I mean, I’ve made sure to have plenty of books in the house and to read to them every night, take them to the library, all of that. And I looked forward to the magic moments when we’d sit down with a book together and sound out words together and it would click.
But then came this point where my oldest struggled to differentiate between colors (he’s not color blind, he just couldn’t keep the names straight), and the other kids his age knew colors, shapes, numbers, letters — all of it. I worked with him patiently for months, trying to help him recognize red from green from purple, etc.
After that I thought, How in the world will he ever learn all the letters?
I stewed about whether to start with uppercase or lowercase and how to go about it — to the point that I didn’t try teaching him letters at all because I didn’t know where to start.
Shortly afterward he spent some time at his cousin’s house — a cousin two years younger than him — and she was using a computer program called Starfall. She could barely talk, but she knew how to ask her mom for “ABCs on the ’puter.” My son got hooked on it too, and within a month this interactive game had taught him uppercase, lowercase and sounds all at once!
I read this quote a few weeks later:
There is no matter what children should learn first, any more than what leg you should put into your breeches first. Sire, you may stand disputing which is best to put in first, but in the meantime your backside is bare. Sir, while you stand considering which of two things you should teach your child first, another boy has learn’t ’em both. ~Samuel Johnson
Okay, lesson learned.
I thought it would be a quick leap from those letters to reading. And cognitively, it was. He was perfectly capable of sounding out words, but the funny part was he rarely wanted to.
At preschool they tried to pull him out for one-on-one instruction, but he hated it because they took him out during play time. Reading was too hard and not fun.
Occasionally he and I would have a good time with him reading Go, Dog, Go! or Green Eggs and Ham at home together, but only when it was his idea. Ninety-nine percent of the time he insisted I be the one to read.
I worried a little bit. I wasn’t stressed, because really it doesn’t matter when you learn to read; my little sister struggled until she was six, but now she’s an English Teaching major in college. But I worried that I was doing something wrong if he didn’t like to read and didn’t want to even though he could.
What happened to the magic moments I’d pictured of helping him sound out words? I mean, hello! I’m an English teacher. I shouldn’t have a kid who didn’t want to read!

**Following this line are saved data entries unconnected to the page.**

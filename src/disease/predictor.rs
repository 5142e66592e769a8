//! Disease Predictor
//!
//! Chooses how a request is answered:
//! - at least one model loaded: ensemble average
//! - no model, demo mode on: uniformly random class
//! - no model, demo mode off: color heuristic

use std::path::Path;

use rand::Rng;
use serde::Serialize;
use tracing::debug;

use super::ensemble::Ensemble;
use super::heuristic::{classify_bytes, heuristic_predict};
use super::preprocess::{load_image_tensor, preprocess_image};
use super::{class_name, DiseaseClass, NUM_CLASSES};
use crate::config::DiseaseServiceConfig;
use crate::model::ImageTensor;
use crate::utils::error::Result;

/// Which path produced a prediction
#[derive(Debug, Clone, Copy, PartialEq, Eq, Serialize)]
#[serde(rename_all = "lowercase")]
pub enum PredictionSource {
    Ensemble,
    Demo,
    Heuristic,
}

impl std::fmt::Display for PredictionSource {
    fn fmt(&self, f: &mut std::fmt::Formatter<'_>) -> std::fmt::Result {
        match self {
            PredictionSource::Ensemble => write!(f, "ensemble"),
            PredictionSource::Demo => write!(f, "demo"),
            PredictionSource::Heuristic => write!(f, "heuristic"),
        }
    }
}

/// Result of a single disease prediction
#[derive(Debug, Clone, PartialEq, Serialize)]
pub struct DiseasePrediction {
    /// Predicted class index
    pub class_index: usize,

    /// Class label, `None` if a model emitted more classes than are known
    pub label: Option<&'static str>,

    pub source: PredictionSource,

    /// Averaged probabilities; only the ensemble path produces them
    pub probabilities: Option<Vec<f32>>,
}

impl DiseasePrediction {
    fn new(class_index: usize, source: PredictionSource, probabilities: Option<Vec<f32>>) -> Self {
        Self {
            class_index,
            label: class_name(class_index),
            source,
            probabilities,
        }
    }
}

/// Disease service state, immutable after startup
pub struct DiseasePredictor {
    ensemble: Ensemble,
    demo_mode: bool,
}

impl DiseasePredictor {
    pub fn new(ensemble: Ensemble, demo_mode: bool) -> Self {
        Self {
            ensemble,
            demo_mode,
        }
    }

    /// Load every candidate under the configured models directory
    pub fn load(config: &DiseaseServiceConfig) -> Self {
        Self::new(Ensemble::load(&config.candidate_paths()), config.demo_mode)
    }

    pub fn models_loaded(&self) -> usize {
        self.ensemble.len()
    }

    pub fn demo_mode(&self) -> bool {
        self.demo_mode
    }

    pub fn ensemble(&self) -> &Ensemble {
        &self.ensemble
    }

    /// Class index only
    pub fn predict_class(&self, path: &Path) -> Result<usize> {
        self.predict_path(path).map(|p| p.class_index)
    }

    /// Predict from an image file
    pub fn predict_path(&self, path: &Path) -> Result<DiseasePrediction> {
        self.predict_with(|| load_image_tensor(path), || heuristic_predict(path))
    }

    /// Predict from encoded image bytes (an upload)
    pub fn predict_bytes(&self, bytes: &[u8]) -> Result<DiseasePrediction> {
        self.predict_with(
            || preprocess_image(&image::load_from_memory(bytes)?),
            || classify_bytes(bytes),
        )
    }

    fn predict_with<T, H>(&self, tensor: T, heuristic: H) -> Result<DiseasePrediction>
    where
        T: FnOnce() -> Result<ImageTensor>,
        H: FnOnce() -> DiseaseClass,
    {
        let prediction = if !self.ensemble.is_empty() {
            let input = tensor()?;
            let output = self.ensemble.predict(&input)?;
            DiseasePrediction::new(
                output.class_index,
                PredictionSource::Ensemble,
                Some(output.probabilities),
            )
        } else if self.demo_mode {
            let class_index = rand::thread_rng().gen_range(0..NUM_CLASSES);
            DiseasePrediction::new(class_index, PredictionSource::Demo, None)
        } else {
            DiseasePrediction::new(heuristic().index(), PredictionSource::Heuristic, None)
        };

        debug!(
            "Disease prediction: class {} via {}",
            prediction.class_index, prediction.source
        );
        Ok(prediction)
    }
}
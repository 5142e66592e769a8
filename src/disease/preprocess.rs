//! Image preprocessing for the disease ensemble
//!
//! Mirrors the loader the models were trained behind: nearest-neighbour
//! resize to 224×224, RGB, HWC order, values scaled to [0, 1], batch of one.

use std::path::Path;

use image::{imageops::FilterType, DynamicImage};

use crate::model::{ImageTensor, IMAGE_INPUT_SHAPE};
use crate::utils::error::{AgriError, Result};

/// Resize and scale a decoded image into a `[1, 224, 224, 3]` tensor
pub fn preprocess_image(image: &DynamicImage) -> Result<ImageTensor> {
    let [_, height, width, channels] = IMAGE_INPUT_SHAPE;
    let resized = image
        .resize_exact(width as u32, height as u32, FilterType::Nearest)
        .to_rgb8();

    let mut data = Vec::with_capacity(height * width * channels);
    for pixel in resized.pixels() {
        data.extend(pixel.0.iter().map(|&v| v as f32 / 255.0));
    }

    ImageTensor::new(IMAGE_INPUT_SHAPE, data)
}

/// Load an image file and preprocess it
pub fn load_image_tensor(path: &Path) -> Result<ImageTensor> {
    let image =
        image::open(path).map_err(|e| AgriError::ImageLoad(path.to_path_buf(), e.to_string()))?;
    preprocess_image(&image)
}
//! Sugarcane disease prediction endpoint

use axum::body::Bytes;
use axum::extract::multipart::{Multipart, MultipartRejection};
use axum::{extract::State, Json};
use serde::Serialize;
use tracing::info;

use agri_inference::disease::DiseasePrediction;

use super::{run_blocking, ApiError};
use crate::state::SharedDiseaseState;

/// Multipart field names accepted for the uploaded image
pub const UPLOAD_FIELDS: [&str; 2] = ["file", "image"];

/// Largest accepted upload
pub const MAX_UPLOAD_BYTES: usize = 16 * 1024 * 1024;

#[derive(Debug, Serialize)]
pub struct PredictResponse {
    #[serde(flatten)]
    pub prediction: DiseasePrediction,
    pub models_loaded: usize,
}

async fn read_upload(mut multipart: Multipart) -> Result<Option<Bytes>, ApiError> {
    while let Some(field) = multipart
        .next_field()
        .await
        .map_err(|e| ApiError::bad_request(e.body_text()))?
    {
        let wanted = field
            .name()
            .map(|name| UPLOAD_FIELDS.contains(&name))
            .unwrap_or(false);
        if wanted {
            let data = field
                .bytes()
                .await
                .map_err(|e| ApiError::bad_request(e.body_text()))?;
            return Ok(Some(data));
        }
    }
    Ok(None)
}

/// POST /predict - classify an uploaded leaf image
pub async fn predict(
    State(state): State<SharedDiseaseState>,
    multipart: Result<Multipart, MultipartRejection>,
) -> Result<Json<PredictResponse>, ApiError> {
    let multipart = multipart.map_err(|e| ApiError::bad_request(e.body_text()))?;

    let data = read_upload(multipart)
        .await?
        .filter(|data| !data.is_empty())
        .ok_or_else(|| ApiError::bad_request("No image uploaded (expected field 'file')"))?;

    let worker = state.clone();
    let prediction = run_blocking(move || worker.predictor.predict_bytes(&data)).await?;
    info!(
        "Predicted {} (class {}) via {}",
        prediction.label.unwrap_or("Unknown"),
        prediction.class_index,
        prediction.source
    );

    Ok(Json(PredictResponse {
        prediction,
        models_loaded: state.models_loaded(),
    }))
}
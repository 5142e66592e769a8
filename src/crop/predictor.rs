//! Crop Recommender
//!
//! Wraps the (optional) crop classifier loaded at startup. A missing or
//! corrupt artifact does not stop the service; every request then fails
//! fast with [`AgriError::ModelUnavailable`].

use std::path::{Path, PathBuf};

use serde::Serialize;
use tracing::{debug, info, warn};

use super::mapping::crop_label;
use super::{CropRequest, FeatureVector, NUM_FEATURES};
use crate::model::{OnnxTabularModel, TabularClassifier};
use crate::utils::error::{AgriError, Result};

/// Label returned when the model predicts a class outside the crop table
pub const NO_PREDICTION: &str = "No prediction available";

/// Outcome of a recommendation
#[derive(Debug, Clone, Copy, PartialEq, Eq, Serialize)]
pub enum Recommendation {
    /// The predicted class maps to a known crop
    Crop(&'static str),
    /// The model answered with a class that has no label
    NoPrediction { class_index: i64 },
}

impl Recommendation {
    /// Text for the `Recommended Crop` response field
    pub fn label(&self) -> &'static str {
        match self {
            Recommendation::Crop(name) => name,
            Recommendation::NoPrediction { .. } => NO_PREDICTION,
        }
    }
}

/// Crop recommendation service state, immutable after construction
pub struct CropRecommender {
    model: Option<Box<dyn TabularClassifier>>,
    model_path: PathBuf,
}

impl CropRecommender {
    /// Recommender backed by an already-loaded classifier
    pub fn new(model: Box<dyn TabularClassifier>) -> Self {
        let model_path = PathBuf::from(model.name());
        Self {
            model: Some(model),
            model_path,
        }
    }

    /// Recommender with no model; every request reports the missing artifact
    pub fn unavailable(model_path: impl Into<PathBuf>) -> Self {
        Self {
            model: None,
            model_path: model_path.into(),
        }
    }

    /// Load the ONNX artifact at `path`, degrading to [`CropRecommender::unavailable`]
    pub fn load(path: &Path) -> Self {
        match OnnxTabularModel::load(path, NUM_FEATURES) {
            Ok(model) => {
                info!("Loaded crop model from {:?}", path);
                Self {
                    model: Some(Box::new(model)),
                    model_path: path.to_path_buf(),
                }
            }
            Err(e) => {
                warn!("Failed to load crop model: {}", e);
                Self::unavailable(path)
            }
        }
    }

    pub fn is_ready(&self) -> bool {
        self.model.is_some()
    }

    pub fn model_path(&self) -> &Path {
        &self.model_path
    }

    fn model(&self) -> Result<&dyn TabularClassifier> {
        self.model.as_deref().ok_or_else(|| {
            AgriError::ModelUnavailable(format!(
                "Model not loaded. Ensure {} exists.",
                self.model_path.display()
            ))
        })
    }

    /// Fail with [`AgriError::ModelUnavailable`] when no model was loaded
    pub fn ensure_ready(&self) -> Result<()> {
        self.model().map(|_| ())
    }

    /// Recommend a crop for one request
    pub fn recommend(&self, request: &CropRequest) -> Result<Recommendation> {
        let model = self.model()?;

        let features = FeatureVector::from_request(request);
        debug!("Feature row: {:?}", features);

        let class_index = model.predict(&features.to_row())?;
        debug!("Prediction: {}", class_index);

        Ok(match crop_label(class_index) {
            Some(name) => Recommendation::Crop(name),
            None => Recommendation::NoPrediction { class_index },
        })
    }
}

#[cfg(test)]
mod tests {
    use super::*;
    use std::sync::{Arc, Mutex};

    /// Returns a fixed class and remembers the last row it saw
    struct FixedClassifier {
        class: i64,
        seen: Arc<Mutex<Option<Vec<f32>>>>,
    }

    impl FixedClassifier {
        fn boxed(class: i64) -> Box<dyn TabularClassifier> {
            Box::new(Self {
                class,
                seen: Arc::new(Mutex::new(None)),
            })
        }
    }

    impl TabularClassifier for FixedClassifier {
        fn name(&self) -> &str {
            "fixed"
        }

        fn predict(&self, features: &[f32]) -> Result<i64> {
            *self.seen.lock().unwrap() = Some(features.to_vec());
            Ok(self.class)
        }
    }

    struct FailingClassifier;

    impl TabularClassifier for FailingClassifier {
        fn name(&self) -> &str {
            "failing"
        }

        fn predict(&self, _features: &[f32]) -> Result<i64> {
            Err(AgriError::Inference("input contains NaN".to_string()))
        }
    }

    fn sample_request() -> CropRequest {
        CropRequest {
            previous_crop: Some("Maize".to_string()),
            soil_type: Some("Sandy".to_string()),
            moisture_level: Some(30.0),
            nitrogen: Some(50.0),
            phosphorus: Some(20.0),
            potassium: Some(10.0),
        }
    }

    #[test]
    fn test_known_class_maps_to_crop() {
        let recommender = CropRecommender::new(FixedClassifier::boxed(2));
        let recommendation = recommender.recommend(&sample_request()).unwrap();
        assert_eq!(recommendation, Recommendation::Crop("Rice"));
        assert_eq!(recommendation.label(), "Rice");
    }

    #[test]
    fn test_unknown_class_is_soft_no_prediction() {
        for class in [0, 9, -1] {
            let recommender = CropRecommender::new(FixedClassifier::boxed(class));
            let recommendation = recommender.recommend(&sample_request()).unwrap();
            assert_eq!(recommendation.label(), "No prediction available");
            assert_eq!(recommendation, Recommendation::NoPrediction { class_index: class });
        }
    }

    #[test]
    fn test_row_passed_in_column_order() {
        let seen = Arc::new(Mutex::new(None));
        let recommender = CropRecommender::new(Box::new(FixedClassifier {
            class: 1,
            seen: Arc::clone(&seen),
        }));

        recommender.recommend(&sample_request()).unwrap();
        assert_eq!(
            seen.lock().unwrap().clone(),
            Some(vec![4.0, 3.0, 30.0, 50.0, 20.0, 10.0])
        );
    }

    #[test]
    fn test_missing_model_fails_fast() {
        let recommender = CropRecommender::unavailable("crop_rotation_recommendation_model.onnx");
        assert!(!recommender.is_ready());
        assert!(recommender.ensure_ready().is_err());

        let err = recommender.recommend(&sample_request()).unwrap_err();
        assert!(matches!(err, AgriError::ModelUnavailable(_)));
        assert!(err.to_string().starts_with("Model not loaded."));
        assert!(err.to_string().contains("crop_rotation_recommendation_model.onnx"));
    }

    #[test]
    fn test_load_missing_artifact_degrades() {
        let recommender = CropRecommender::load(Path::new("no/such/model.onnx"));
        assert!(!recommender.is_ready());
        assert_eq!(recommender.model_path(), Path::new("no/such/model.onnx"));
    }

    #[test]
    fn test_load_onnx_artifact() {
        // Fixture graph answers with the index of the largest feature
        let path = Path::new(env!("CARGO_MANIFEST_DIR")).join("tests/fixtures/largest_feature.onnx");
        let recommender = CropRecommender::load(&path);
        assert!(recommender.is_ready());

        // Row is [4, 3, 30, 50, 20, 10]; nitrogen sits at index 3
        let recommendation = recommender.recommend(&sample_request()).unwrap();
        assert_eq!(recommendation, Recommendation::Crop("Millets"));
    }

    #[test]
    fn test_model_errors_propagate() {
        let recommender = CropRecommender::new(Box::new(FailingClassifier));
        let err = recommender.recommend(&CropRequest::default()).unwrap_err();
        assert!(matches!(err, AgriError::Inference(_)));
    }
}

Now he’s in his second year of preschool, and suddenly he’s reading like crazy. He gets to color one little square for every day he reads his preschool book-of-the-week (coloring a square? why didn’t I think of that incentive?), and he loves to do it.
What do I take from all this? Well, part of me wonders if he’s going to be bored in kindergarten now. Most of me is thrilled that he’s reading and loving it. And the tiniest part of me wonders what happened to my role in this.
I keep taking him to the public library as well as building up our own library, like these beginner books. Maybe I’ve been relegated to the role of the supplier.
Of course, I still read to him at night. I guess those are the moments I better savor.
Anybody else have experience with this learning-to-read stuff? Did you play a big part in it, or did your kid pick it up on her own? Did it seem impossible until it just all the sudden clicked for him?
Any tips on how to keep the love of reading alive? What worked for you as a kid?
The two-year-old loves Starfall now, so we’re approaching the second round.